I don’t remember which how-to-write book that came out of, though I suspect Worlds of Wonder by David Gerrold. [I was wrong: it was in the Novelist’s Essential Guide to Creating Plot.] There were other steps involved as well, like writing a chronological summary of the same plot and determining which scenes were spectacle and a few other bits out of Aristotle, but I found looking at my resulting outline - the bare bones of a novel - the most enlightening part. I could see how the plan all came together.

Reverse Divination

Wednesday, March 10th, 2004

Thanks to Seema for the link and something mindless to blog about. According to Reverse Astrology, I’m not the sun sign I appear to be.

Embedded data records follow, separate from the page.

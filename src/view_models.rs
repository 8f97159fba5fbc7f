// src/view_models.rs

use crate::model::CategoryLevels;
use serde::Serialize;

pub const CHART_LABEL: &str = "Nivel alcanzado";

/// Lo que necesita el gráfico radar: etiquetas y valores alineados por
/// índice, más los límites sugeridos del eje.
#[derive(Clone, Debug, PartialEq, Eq, Serialize)]
pub struct ChartFeed {
    pub label: String,
    pub categories: Vec<String>,
    pub values: Vec<u32>,
    pub suggested_min: u32,
    pub suggested_max: u32,
}

impl ChartFeed {
    pub fn from_levels(levels: &CategoryLevels) -> Self {
        let categories: Vec<String> = levels.categories().map(str::to_owned).collect();
        let values: Vec<u32> = levels.values().collect();
        // Sin valores el eje sería [0, 0]
        let suggested_max = values.iter().max().map(|m| m.saturating_add(1)).unwrap_or(1);
        Self {
            label: CHART_LABEL.to_owned(),
            categories,
            values,
            suggested_min: 0,
            suggested_max,
        }
    }

    pub fn is_empty(&self) -> bool {
        self.categories.is_empty()
    }
}

#[derive(Clone, Debug, PartialEq, Eq)]
pub struct CategoryRow {
    pub category: String,
    pub level: u32,
    pub max_level: u32, // nivel más alto definido en el catálogo
}

impl CategoryRow {
    pub fn label(&self) -> String {
        if self.level == 0 {
            format!("{} ❌ sin nivel", self.category)
        } else if self.level >= self.max_level {
            format!("{} ✅ nivel {}", self.category, self.level)
        } else {
            format!("{} 🔓 nivel {} de {}", self.category, self.level, self.max_level)
        }
    }
}
pub mod aggregate;
pub mod app;
pub mod data;
pub mod model;
pub mod requirements;
pub mod resolve;
pub mod ui;
pub mod validation;
pub mod view_models;

pub use aggregate::aggregate;
pub use app::SurveyApp;
pub use model::{
    CategoryLevels, GroupedAnswers, LevelCatalog, LevelDefinition, OptionId, RequirementSet,
    SelectionSet,
};
pub use requirements::parse_requirement_set;
pub use resolve::{compute_category_levels, resolve};
pub use validation::{CatalogIssue, validate_catalog};
pub use view_models::ChartFeed;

According to our analysis, you are a Virgo, Aug 23 to Sep 22. But you are certainly not a Libra, Sep 23 to Oct 22.
You claim to be a Scorpio, but you are simply in error. Please consult your parents as to your actual birth date. You can click on the link on the bottom of the web page to see how this divination was made.

Virtual Index Cards

Tuesday, March 9th, 2004

Contest of the day: win Star Trek: Voyager season 1 at startrek.com

I was going to do the index card plot outlining thing (50,000 words late) for NaNoEdMo, but then I thought why copy everything into a dying medium like paper when I already have plot summary comments attached to all my scenes? There had to be a more high-tech way.

So I searched for just the right program to simulate index cards with scene and character notes on them. I thought fondly of Hypercard. I googled at length. I read up on the history of mac outliner software. Nothing seemed quite the thing.

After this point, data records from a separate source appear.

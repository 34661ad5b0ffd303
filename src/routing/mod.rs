//! Routing subsystem.
//!
//! # Data Flow
//! ```text
//! Route Compilation (startup and every reload):
//!     RouteDefinitionLocator (locator.rs)
//!     → compiler.rs (per definition)
//!         → registry.rs (factory lookup by name)
//!         → binder.rs (shortcut modes, expressions, typed config)
//!         → predicate.rs (AND of all predicates)
//!         → filter subsystem (ordered filter list)
//!     → router.rs (immutable RouteTable)
//!
//! Incoming Request:
//!     → RouteTable::lookup (first matching route by order)
//!     → request_url (route scheme/authority + request path)
//! ```
//!
//! # Design Decisions
//! - Factories are registered once, looked up by name at compile time
//! - Compiled routes are immutable; reload swaps the whole table
//! - A broken definition never takes the other routes down

pub mod binder;
pub mod builtin;
pub mod compiler;
pub mod definition;
pub mod error;
pub mod events;
pub mod factory;
pub mod locator;
pub mod matcher;
pub mod predicate;
pub mod registry;
pub mod router;

pub use compiler::RouteDefinitionRouteLocator;
pub use definition::{Args, FilterDefinition, PredicateDefinition, RouteDefinition};
pub use error::{CompilationError, ConfigurationError, ConfigurationErrorKind};
pub use locator::{CompositeRouteDefinitionLocator, InMemoryRouteDefinitionLocator, RouteDefinitionLocator};
pub use registry::{FactoryKind, FactoryRegistry};
pub use router::{Route, RouteTable};

/// Registry holding every built-in predicate and filter factory.
pub fn default_registry() -> FactoryRegistry {
    let mut registry = FactoryRegistry::new();
    builtin::register_predicates(&mut registry);
    crate::filter::builtin::register_filters(&mut registry);
    registry
}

In the end, I came back to OmniGraffle, a sort of lightweight Visio for the Mac. I used grep to get the scene summaries out of my story file, then imported them into OmniOutliner (by opening the text file), then imported the OmniOutliner file into OmniGraffle (by opening the file). I got both programs free with my PowerBook, so this wasn’t my usual open-source approach. (OmniDictionary is free, though.)

After the import, I had about 50 little squares for my 50 or so scenes. I started coloring them in and sliding them around (because the story needs some serious rearrangement), and a great cat-vacuuming time was had by all. I think it’s been more helpful than index cards, though I was only going for a reasonable approximation of index card functionality.